§ THE TASK:
Take the data below. Output it exactly from its first line through the line containing "use tokio_tungstenite::connect_async;".

Stored items
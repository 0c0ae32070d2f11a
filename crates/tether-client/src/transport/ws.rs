//! WebSocket transport over `tokio-tungstenite`.

use async_trait::async_trait;
use futures::{SinkExt, StreamExt, future};
use tokio_tungstenite::connect_async;
use tokio_tungstenite::tungstenite::client::IntoClientRequest;
use tokio_tungstenite::tungstenite::http::HeaderValue;
use tokio_tungstenite::tungstenite::{self, Message};
use tracing::debug;
use url::Url;

use super::{Connector, Transport, TransportError, TransportFrame};

/// Opens WebSocket connections, attaching the token as a bearer header and a
/// `token` query parameter.
#[derive(Clone, Copy, Debug, Default)]
pub struct WsConnector;

impl WsConnector {
    /// Create a connector.
    pub fn new() -> Self {
        Self
    }
}

/// Append `token` as a query parameter, keeping any existing query.
pub fn authenticated_url(url: &str, token: &str) -> Result<Url, TransportError> {
    let mut url = Url::parse(url).map_err(|e| TransportError::InvalidUrl(e.to_string()))?;
    match url.scheme() {
        "ws" | "wss" => {}
        other => {
            return Err(TransportError::InvalidUrl(format!(
                "unsupported scheme '{other}'"
            )));
        }
    }
    let _ = url.query_pairs_mut().append_pair("token", token);
    Ok(url)
}

#[async_trait]
impl Connector for WsConnector {
    async fn connect(&self, url: &str, token: &str) -> Result<Transport, TransportError> {
        let url = authenticated_url(url, token)?;
        let mut request = url
            .as_str()
            .into_client_request()
            .map_err(|e| TransportError::InvalidUrl(e.to_string()))?;
        let bearer = HeaderValue::from_str(&format!("Bearer {token}"))
            .map_err(|e| TransportError::Handshake(format!("token is not a valid header: {e}")))?;
        let _ = request.headers_mut().insert("Authorization", bearer);

        debug!(host = url.host_str().unwrap_or_default(), "opening websocket");
        let (ws, _response) = connect_async(request).await.map_err(handshake_error)?;
        let (sink, stream) = ws.split();

        let sink = sink
            .sink_map_err(TransportError::from)
            .with(|frame: TransportFrame| future::ready(Ok::<_, TransportError>(into_message(frame))));
        let stream = stream.filter_map(|item| {
            future::ready(match item {
                Ok(message) => from_message(message).map(Ok),
                Err(e) => Some(Err(TransportError::from(e))),
            })
        });

        Ok(Transport::new(Box::pin(sink), Box::pin(stream)))
    }
}

fn handshake_error(err: tungstenite::Error) -> TransportError {
    match err {
        tungstenite::Error::Http(response) => {
            let status = response.status();
            TransportError::Rejected {
                status: status.as_u16(),
                reason: status.canonical_reason().unwrap_or("unknown").to_owned(),
            }
        }
        tungstenite::Error::Url(e) => TransportError::InvalidUrl(e.to_string()),
        tungstenite::Error::Io(e) => TransportError::Io(e.to_string()),
        other => TransportError::Handshake(other.to_string()),
    }
}

impl From<tungstenite::Error> for TransportError {
    fn from(err: tungstenite::Error) -> Self {
        match err {
            tungstenite::Error::ConnectionClosed | tungstenite::Error::AlreadyClosed => {
                Self::Closed
            }
            other => Self::Io(other.to_string()),
        }
    }
}

fn into_message(frame: TransportFrame) -> Message {
    match frame {
        TransportFrame::Text(text) => Message::Text(text.into()),
        TransportFrame::Binary(data) => Message::Binary(data.into()),
        TransportFrame::Ping(data) => Message::Ping(data.into()),
        TransportFrame::Pong(data) => Message::Pong(data.into()),
        TransportFrame::Close => Message::Close(None),
    }
}

fn from_message(message: Message) -> Option<TransportFrame> {
    match message {
        Message::Text(text) => Some(TransportFrame::Text(text.as_str().to_owned())),
        Message::Binary(data) => Some(TransportFrame::Binary(data.to_vec())),
        Message::Ping(data) => Some(TransportFrame::Ping(data.to_vec())),
        Message::Pong(data) => Some(TransportFrame::Pong(data.to_vec())),
        Message::Close(_) => Some(TransportFrame::Close),
        Message::Frame(_) => None,
    }
}

#[cfg(test)]
mod tests {
    use super::*;

    #[test]
    fn token_is_appended_to_query() {
        let url = authenticated_url("ws://localhost:8000/ws", "abc").unwrap();
        assert_eq!(url.as_str(), "ws://localhost:8000/ws?token=abc");
    }

    #[test]
    fn existing_query_is_kept_and_token_encoded() {
        let url = authenticated_url("wss://console.example/ws?tenant=7", "a b&c").unwrap();
        let pairs: Vec<(String, String)> = url
            .query_pairs()
            .map(|(k, v)| (k.into_owned(), v.into_owned()))
            .collect();
        assert_eq!(
            pairs,
            vec![
                ("tenant".to_owned(), "7".to_owned()),
                ("token".to_owned(), "a b&c".to_owned())
            ]
        );
    }

    #[test]
    fn non_websocket_scheme_is_rejected() {
        let err = authenticated_url("http://localhost/ws", "t").unwrap_err();
        assert!(matches!(err, TransportError::InvalidUrl(_)));
        let err = authenticated_url("not a url", "t").unwrap_err();
        assert!(matches!(err, TransportError::InvalidUrl(_)));
    }

    #[test]
    fn frames_map_to_messages() {
        let msg = into_message(TransportFrame::Text("hi".into()));
        assert_eq!(from_message(msg), Some(TransportFrame::Text("hi".into())));
        assert_eq!(
            from_message(into_message(TransportFrame::Close)),
            Some(TransportFrame::Close)
        );
    }

    #[tokio::test]
    async fn connection_refused_is_io_error() {
        // Bind then drop to get a port nothing listens on.
        let listener = tokio::net::TcpListener::bind("127.0.0.1:0").await.unwrap();
        let addr = listener.local_addr().unwrap();
        drop(listener);

        let result = WsConnector::new()
            .connect(&format!("ws://{addr}/ws"), "t")
            .await;
        let err = result.err().unwrap();
        assert!(!err.is_auth_failure());
    }
}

§ COMPLETED EXERCISE:
repository 0c0ae32070d2f11a
filename crates/tether-client/src/transport/ws.rs
//! WebSocket transport over `tokio-tungstenite`.

use async_trait::async_trait;
use futures::{SinkExt, StreamExt, future};
use tokio_tungstenite::connect_async;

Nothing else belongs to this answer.